Bana kızmayın ve darılmayın. Benim
başıma gelen olumsuzluklardan ben kimseye kızmıyorum, darılmıyorum. Ben
biliyorum ki, ben istemesem, ben “gıli gıli” diye belayı üstüme çekmesem, her
işe burnumu sokmasam, “çok biliyorum” ukalalığında bulunmasam, sorulmadan ve
üzerime vazife olmadan kimsenin işine karışmasam, ayağımı yorganıma göre uzatıp
ödeyemediğim borçların altına girmesem ve buna benzer bir çok olumsuz şeyi isteyerek yapmasam, bana çok az olumsuz şey
olabilir. Size de. Bütün bunlardan sonra
başıma gelen bir olumsuzluk gelirse Allah’tan gelir ve ben buna böyle inanırım.

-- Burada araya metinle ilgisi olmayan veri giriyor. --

//! List Navigation Controller
//!
//! State machine behind select and multiselect prompts: a cursor moves over
//! a fixed list of choices with wraparound, skipping disabled entries.
//! Single-select submits the focused choice (a digit picks and submits at
//! once); multiselect toggles with Space and submits the set with Enter.

use std::collections::BTreeSet;

use async_trait::async_trait;
use crossterm::style::Stylize;
use serde_json::Value;
use tracing::{debug, trace};

use super::config::{Choice, EngineConfig, Messages, PromptConfig, StyleOptions};
use super::controller::{Controller, ControllerState, Reaction};
use super::error::PromptError;
use super::format::{Frame, FrameStatus};
use super::keys::KeyEvent;
use super::validate::{ValidationOutcome, ValidationPipeline};

const POINTER: &str = "❯";
const CHECKED: &str = "◉";
const UNCHECKED: &str = "◯";

pub struct ListNavController {
    title: String,
    hint: Option<String>,
    choices: Vec<Choice>,
    cursor: usize,
    selected: BTreeSet<usize>,
    multiple: bool,
    horizontal: bool,
    required: bool,
    notice: Option<String>,
    state: ControllerState,
    pipeline: ValidationPipeline,
    messages: Messages,
    style: StyleOptions,
}

impl ListNavController {
    pub fn new(
        config: &PromptConfig,
        choices: Vec<Choice>,
        multiple: bool,
        engine: &EngineConfig,
    ) -> Result<Self, PromptError> {
        if choices.is_empty() {
            return Err(PromptError::MalformedChoiceList {
                reason: "no choices supplied".to_string(),
            });
        }
        if choices.iter().all(|choice| choice.disabled) {
            return Err(PromptError::MalformedChoiceList {
                reason: "every choice is disabled".to_string(),
            });
        }

        // Required-ness of a multiselect is checked locally, not in the pipeline
        let pipeline = ValidationPipeline::new(config.schema.clone(), config.validate.clone())
            .with_messages(engine.messages.clone());

        let mut controller = Self {
            title: config.title.clone(),
            hint: config.hint.clone(),
            choices,
            cursor: 0,
            selected: BTreeSet::new(),
            multiple,
            horizontal: config.horizontal,
            required: config.required.unwrap_or(!multiple),
            notice: None,
            state: ControllerState::Editing,
            pipeline,
            messages: engine.messages.clone(),
            style: config.style.clone(),
        };
        controller.apply_default(config.default_value.as_ref());
        Ok(controller)
    }

    fn apply_default(&mut self, default: Option<&Value>) {
        self.cursor = self.first_enabled();

        let ids: Vec<&str> = match default {
            Some(Value::String(id)) => vec![id.as_str()],
            Some(Value::Array(ids)) => ids.iter().filter_map(Value::as_str).collect(),
            _ => Vec::new(),
        };

        if self.multiple {
            for id in ids {
                if let Some(index) = self.enabled_index_of(id) {
                    self.selected.insert(index);
                }
            }
        } else if let Some(index) = ids.first().and_then(|id| self.enabled_index_of(id)) {
            self.cursor = index;
        } else if let Some(id) = ids.first() {
            debug!(id, "default choice not in list, starting at the top");
        }
    }

    fn enabled_index_of(&self, id: &str) -> Option<usize> {
        self.choices
            .iter()
            .position(|choice| choice.id == id && !choice.disabled)
    }

    fn first_enabled(&self) -> usize {
        self.choices
            .iter()
            .position(|choice| !choice.disabled)
            .unwrap_or(0)
    }

    pub fn cursor(&self) -> usize {
        self.cursor
    }

    pub fn choices(&self) -> &[Choice] {
        &self.choices
    }

    /// Ids of toggled choices, in list order
    pub fn selected_ids(&self) -> Vec<String> {
        self.selected
            .iter()
            .map(|&index| self.choices[index].id.clone())
            .collect()
    }

    /// Move to the next enabled choice in either direction, wrapping around
    fn step(&mut self, forward: bool) {
        let len = self.choices.len();
        let mut index = self.cursor;
        for _ in 0..len {
            index = if forward { (index + 1) % len } else { (index + len - 1) % len };
            if !self.choices[index].disabled {
                self.cursor = index;
                return;
            }
        }
    }

    fn toggle(&mut self) {
        if !self.selected.remove(&self.cursor) {
            self.selected.insert(self.cursor);
        }
    }

    fn answer(&self) -> Value {
        if self.multiple {
            Value::Array(self.selected_ids().into_iter().map(Value::String).collect())
        } else {
            Value::String(self.choices[self.cursor].id.clone())
        }
    }

    fn begin_submit(&mut self) -> Reaction {
        self.notice = None;
        self.state = ControllerState::Validating;
        Reaction::Submit
    }

    fn label_for<'a>(&'a self, id: &'a str) -> &'a str {
        self.choices
            .iter()
            .find(|choice| choice.id == id)
            .map_or(id, |choice| choice.label.as_str())
    }

    fn summary(&self, value: &Value) -> String {
        match value {
            Value::String(id) => self.label_for(id).to_string(),
            Value::Array(ids) => ids
                .iter()
                .filter_map(Value::as_str)
                .map(|id| self.label_for(id))
                .collect::<Vec<_>>()
                .join(", "),
            _ => String::new(),
        }
    }

    fn row(&self, index: usize, choice: &Choice) -> String {
        let focused = index == self.cursor;
        let pointer = if focused { POINTER } else { " " };
        let marker = if self.multiple {
            let mark = if self.selected.contains(&index) { CHECKED } else { UNCHECKED };
            mark.to_string()
        } else {
            format!("{}.", index + 1)
        };

        let mut row = format!("{marker} {}", choice.label);
        if choice.disabled {
            row.push_str(" (disabled)");
            return format!("{pointer} {}", row.dim());
        }
        if let Some(hint) = &choice.hint {
            row.push_str(&format!(" - {hint}"));
        }
        if focused {
            format!("{} {}", pointer.with(self.style.accent()), row.with(self.style.accent()))
        } else {
            format!("{pointer} {row}")
        }
    }

    fn default_hint(&self) -> &'static str {
        if self.multiple {
            "(↑/↓ move, space toggles, enter submits)"
        } else {
            "(↑/↓ move, 1-9 picks, enter submits)"
        }
    }
}

#[async_trait]
impl Controller for ListNavController {
    fn state(&self) -> &ControllerState {
        &self.state
    }

    fn frame(&self) -> Frame {
        let mut frame = Frame::new(self.title.as_str());
        match &self.state {
            ControllerState::Submitted(value) => {
                frame.status = FrameStatus::Done;
                frame.content = Some(self.summary(value));
                return frame;
            }
            ControllerState::Validating => frame.status = FrameStatus::Pending,
            ControllerState::Error(message) => frame.error = Some(message.clone()),
            ControllerState::Editing | ControllerState::Cancelled => {
                frame.error = self.notice.clone();
            }
        }

        frame.hint = Some(
            self.hint
                .clone()
                .unwrap_or_else(|| self.default_hint().to_string()),
        );
        let rows: Vec<String> = self
            .choices
            .iter()
            .enumerate()
            .map(|(index, choice)| self.row(index, choice))
            .collect();
        frame.content = Some(rows.join("\n"));
        frame
    }

    fn handle_key(&mut self, key: &KeyEvent) -> Reaction {
        if self.state.is_terminal() {
            return Reaction::Ignored;
        }
        if key.is_abort() {
            debug!(multiple = self.multiple, "selection cancelled");
            self.state = ControllerState::Cancelled;
            return Reaction::Cancel;
        }
        if self.state == ControllerState::Validating {
            return Reaction::Ignored;
        }

        match key {
            KeyEvent::Up => self.step(false),
            KeyEvent::Down => self.step(true),
            KeyEvent::Left if self.horizontal => self.step(false),
            KeyEvent::Right if self.horizontal => self.step(true),
            KeyEvent::Space if self.multiple => self.toggle(),
            KeyEvent::Digit(n) if !self.multiple => {
                let n = usize::from(*n);
                if n == 0 || n > self.choices.len() || self.choices[n - 1].disabled {
                    return Reaction::Ignored;
                }
                self.cursor = n - 1;
                return self.begin_submit();
            }
            KeyEvent::Enter => {
                if self.multiple && self.required && self.selected.is_empty() {
                    self.notice = Some(self.messages.select_at_least_one.clone());
                    return Reaction::Redraw;
                }
                return self.begin_submit();
            }
            _ => return Reaction::Ignored,
        }

        self.notice = None;
        if matches!(self.state, ControllerState::Error(_)) {
            self.state = ControllerState::Editing;
        }
        trace!(cursor = self.cursor, selected = self.selected.len(), "list navigated");
        Reaction::Redraw
    }

    async fn submit(&mut self) {
        let value = self.answer();
        match self.pipeline.check(&value).await {
            ValidationOutcome::Ok => {
                debug!(multiple = self.multiple, "selection accepted");
                self.state = ControllerState::Submitted(value);
            }
            ValidationOutcome::Err(message) => {
                debug!(%message, "selection rejected");
                self.state = ControllerState::Error(message);
            }
        }
    }
}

Dört beş yıldır karşıma çıkan bazı
olumsuzluklar cidden beni üzüyor. Bıktım artık bıktım. Ben değil sizler zarar
görüyorsunuz. Hani bir hikaye vardır “ Bu Kafanın da Bir Sahibi Vardır” diye. Devlet
değilsiniz, kanun değilsiniz veya bir devlet kurumu değilsiniz. Yapacağınız
işleri yetkili kurum ve kuruluşlara danışarak ve onlardan yardım alarak
yapınız. Yasalarımız ve kurumlarımız var şükür olsun. Orman kanunları, derebeylik, ağalık çoktan
yok olmuş durumda. Devletimiz haklının yanında ve yasalarımız ve yargımız çok
şükür zayıfı ezdirmiyor. Eskisi gibi artık “ben yaptım oldu ve yaparım
devri” çoktan kapandı.
Kanunsuz yol açma numaraları açanlar
açısından kötü Sonuçlansa da cidden bu gece üzgünüm. Ya Rabbi; beni, ailemi, çevremi, hısım ve akrabalarımı,
tüm güzel insanları, Müslümanca yaşayanları, acizleri, yoksulları şeytan, cin
ve şeytan ve cin ahlaklı insanlardan koru ve muhafaza eyle. Kıskanç ve hasat
edenlerin şerrinden koru. Yarabbi, her güzel insanı kibir, gurur gibi şeytanın
özelliklerinden uzak tut. Beni ve ailemi ve yukarıda ifade ettiğim tüm
insanları kibirli ve gururlu insanlardan uzak tut ve onlarla bir araya getirme.